▶ _Problem requirements_
The answer is every line in the data below that contains the word "AtomicBool".
====== Material provided
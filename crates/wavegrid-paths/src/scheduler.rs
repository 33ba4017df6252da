//! Adaptive pacing of search ticks against a frame-time budget.
//!
//! [`TickScheduler`] runs ticks in batches and hands control back to the
//! host between batches so a render loop is never starved. After every full
//! batch the batch size is recalibrated proportionally:
//!
//! ```text
//! batch_size = max(1, floor(ticks_run * target_ms / max(elapsed_ms, 1)))
//! ```
//!
//! so that each batch converges on the target duration (one 60 Hz frame by
//! default).

use std::sync::Arc;
use std::sync::atomic::{AtomicBool, Ordering};
use std::time::{Duration, Instant};

use crate::session::{SearchSession, TickEvent};

/// One 60 Hz frame.
pub const DEFAULT_TARGET_BATCH: Duration = Duration::from_nanos(16_666_667);

/// Batch size used before the first recalibration.
pub const DEFAULT_INITIAL_BATCH_SIZE: usize = 10;

// ---------------------------------------------------------------------------
// Seams: Tick and Clock
// ---------------------------------------------------------------------------

/// A unit of incremental work the scheduler can drive.
pub trait Tick {
    type Event;

    /// Perform one tick.
    fn tick(&mut self) -> Self::Event;

    /// Whether further ticks would do nothing.
    fn is_finished(&self) -> bool;
}

impl Tick for SearchSession {
    type Event = TickEvent;

    #[inline]
    fn tick(&mut self) -> TickEvent {
        SearchSession::tick(self)
    }

    #[inline]
    fn is_finished(&self) -> bool {
        SearchSession::is_finished(self)
    }
}

/// A monotonic time source, measured from an arbitrary origin.
pub trait Clock {
    fn now(&self) -> Duration;
}

/// Wall-clock time since construction.
#[derive(Clone, Copy, Debug)]
pub struct MonotonicClock {
    origin: Instant,
}

impl MonotonicClock {
    pub fn new() -> Self {
        Self {
            origin: Instant::now(),
        }
    }
}

impl Default for MonotonicClock {
    fn default() -> Self {
        Self::new()
    }
}

impl Clock for MonotonicClock {
    #[inline]
    fn now(&self) -> Duration {
        self.origin.elapsed()
    }
}

// ---------------------------------------------------------------------------
// PauseHandle
// ---------------------------------------------------------------------------

/// A shareable pause switch checked by the scheduler between batches.
#[derive(Clone, Debug, Default)]
pub struct PauseHandle {
    paused: Arc<AtomicBool>,
}

impl PauseHandle {
    pub fn new() -> Self {
        Self::default()
    }

    #[inline]
    pub fn is_paused(&self) -> bool {
        self.paused.load(Ordering::Relaxed)
    }

    #[inline]
    pub fn pause(&self) {
        self.paused.store(true, Ordering::Relaxed);
    }

    #[inline]
    pub fn resume(&self) {
        self.paused.store(false, Ordering::Relaxed);
    }
}

// ---------------------------------------------------------------------------
// Config / results
// ---------------------------------------------------------------------------

/// Configuration for a [`TickScheduler`].
#[derive(Clone, Copy, Debug, PartialEq, Eq)]
#[cfg_attr(feature = "serde", derive(serde::Serialize, serde::Deserialize))]
pub struct SchedulerConfig {
    /// Wall time each batch should take.
    pub target_batch: Duration,
    pub initial_batch_size: usize,
}

impl Default for SchedulerConfig {
    fn default() -> Self {
        Self {
            target_batch: DEFAULT_TARGET_BATCH,
            initial_batch_size: DEFAULT_INITIAL_BATCH_SIZE,
        }
    }
}

impl SchedulerConfig {
    /// A config targeting `fps` batches per second. Non-positive or
    /// non-finite rates fall back to the default target.
    pub fn with_fps(fps: f64) -> Self {
        Self {
            target_batch: Duration::try_from_secs_f64(1.0 / fps).unwrap_or(DEFAULT_TARGET_BATCH),
            ..Self::default()
        }
    }
}

/// The result of one batch.
#[derive(Clone, Debug)]
pub struct Batch<E> {
    /// One event per tick run, in order.
    pub events: Vec<E>,
    pub elapsed: Duration,
    /// The batch size that will be used next.
    pub next_batch_size: usize,
    /// Whether the target finished during this batch.
    pub finished: bool,
}

/// Why [`TickScheduler::run`] returned.
#[derive(Copy, Clone, Debug, PartialEq, Eq)]
pub enum RunOutcome {
    Finished,
    /// The pause handle was set; call `run` again to resume.
    Paused,
}

/// Timing statistics accumulated over a run.
#[derive(Copy, Clone, Debug, Default, PartialEq)]
#[cfg_attr(feature = "serde", derive(serde::Serialize, serde::Deserialize))]
pub struct RunStats {
    pub ticks: u64,
    /// Time spent inside ticks.
    pub inner: Duration,
    /// Time from the first batch to the end of the last one, host time
    /// included.
    pub outer: Duration,
    /// Times control went back to the host mid-run.
    pub yields: u64,
    pub batch_size: usize,
}

impl RunStats {
    pub fn ticks_per_second(&self) -> f64 {
        self.ticks as f64 * 1000.0 / (self.outer.as_secs_f64() * 1000.0 + 1.0)
    }

    pub fn yields_per_second(&self) -> f64 {
        self.yields as f64 * 1000.0 / (self.outer.as_secs_f64() * 1000.0 + 1.0)
    }

    pub fn ticks_per_yield(&self) -> f64 {
        self.ticks as f64 / (self.yields as f64 + 1.0)
    }
}

// ---------------------------------------------------------------------------
// TickScheduler
// ---------------------------------------------------------------------------

/// Drives a [`Tick`] target in self-tuning batches.
#[derive(Debug)]
pub struct TickScheduler<C: Clock = MonotonicClock> {
    config: SchedulerConfig,
    clock: C,
    batch_size: usize,
    pause: PauseHandle,
    stats: RunStats,
    started: Option<Duration>,
}

impl TickScheduler<MonotonicClock> {
    pub fn new(config: SchedulerConfig) -> Self {
        Self::with_clock(config, MonotonicClock::new())
    }
}

impl<C: Clock> TickScheduler<C> {
    pub fn with_clock(config: SchedulerConfig, clock: C) -> Self {
        let batch_size = config.initial_batch_size.max(1);
        Self {
            config,
            clock,
            batch_size,
            pause: PauseHandle::new(),
            stats: RunStats {
                batch_size,
                ..RunStats::default()
            },
            started: None,
        }
    }

    #[inline]
    pub fn config(&self) -> &SchedulerConfig {
        &self.config
    }

    /// Ticks the next batch will run.
    #[inline]
    pub fn batch_size(&self) -> usize {
        self.batch_size
    }

    #[inline]
    pub fn stats(&self) -> RunStats {
        self.stats
    }

    /// A handle that pauses this scheduler between batches.
    #[inline]
    pub fn pause_handle(&self) -> PauseHandle {
        self.pause.clone()
    }

    /// Run a single batch and recalibrate. This is the explicit resume
    /// point for hosts that drive the scheduler from their own frame loop.
    pub fn run_batch<T: Tick>(&mut self, target: &mut T) -> Batch<T::Event> {
        let start = self.clock.now();
        let started = *self.started.get_or_insert_with(|| {
            log::debug!("starting with {} ticks per batch", self.batch_size);
            start
        });

        let mut events = Vec::with_capacity(self.batch_size.min(4096));
        while events.len() < self.batch_size && !target.is_finished() {
            events.push(target.tick());
        }
        let end = self.clock.now();
        let elapsed = end.saturating_sub(start);
        let ran = events.len();

        // A short final batch says nothing about throughput.
        if ran == self.batch_size {
            self.recalibrate(ran, elapsed);
        }
        self.stats.ticks += ran as u64;
        self.stats.inner += elapsed;
        self.stats.outer = end.saturating_sub(started);
        self.stats.batch_size = self.batch_size;

        Batch {
            events,
            elapsed,
            next_batch_size: self.batch_size,
            finished: target.is_finished(),
        }
    }

    /// Run batches until the target finishes or the pause handle is set.
    ///
    /// `host` sees every batch as soon as it completes; returning from it is
    /// the yield point between batches. The pause flag is checked before
    /// each batch, so a host may pause from inside the callback.
    pub fn run<T: Tick>(
        &mut self,
        target: &mut T,
        mut host: impl FnMut(&Batch<T::Event>),
    ) -> RunOutcome {
        loop {
            if self.pause.is_paused() {
                log::debug!("paused after {} ticks", self.stats.ticks);
                return RunOutcome::Paused;
            }
            let batch = self.run_batch(target);
            host(&batch);
            if batch.finished {
                log::debug!("finished with {} ticks per batch", self.batch_size);
                self.report();
                return RunOutcome::Finished;
            }
            self.stats.yields += 1;
        }
    }

    /// Run the target to completion with no budget and no yields, for
    /// throughput measurement. Events are dropped.
    pub fn run_blind<T: Tick>(&mut self, target: &mut T) -> RunStats {
        let start = self.clock.now();
        self.started.get_or_insert(start);
        let mut ran = 0u64;
        while !target.is_finished() {
            target.tick();
            ran += 1;
        }
        let elapsed = self.clock.now().saturating_sub(start);
        self.stats.ticks += ran;
        self.stats.inner += elapsed;
        self.stats.outer += elapsed;
        self.report();
        self.stats
    }

    fn recalibrate(&mut self, ran: usize, elapsed: Duration) {
        let target_ms = self.config.target_batch.as_secs_f64() * 1000.0;
        let elapsed_ms = (elapsed.as_secs_f64() * 1000.0).max(1.0);
        let next = ((ran as f64) * target_ms / elapsed_ms).floor();
        self.batch_size = (next as usize).max(1);
        log::debug!(
            "batch of {ran} took {elapsed_ms:.3}ms, next batch {}",
            self.batch_size
        );
    }

    fn report(&self) {
        let s = &self.stats;
        log::info!(
            "completed {} ticks in {}ms (inner), {}ms (outer) ({:.0} ticks/s)",
            s.ticks,
            s.inner.as_millis(),
            s.outer.as_millis(),
            s.ticks_per_second()
        );
        log::info!(
            "{:.0} yields/s, {:.0} ticks/yield",
            s.yields_per_second(),
            s.ticks_per_yield()
        );
    }
}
============
▶ _Exercise response_
use std::sync::atomic::{AtomicBool, Ordering};
    paused: Arc<AtomicBool>,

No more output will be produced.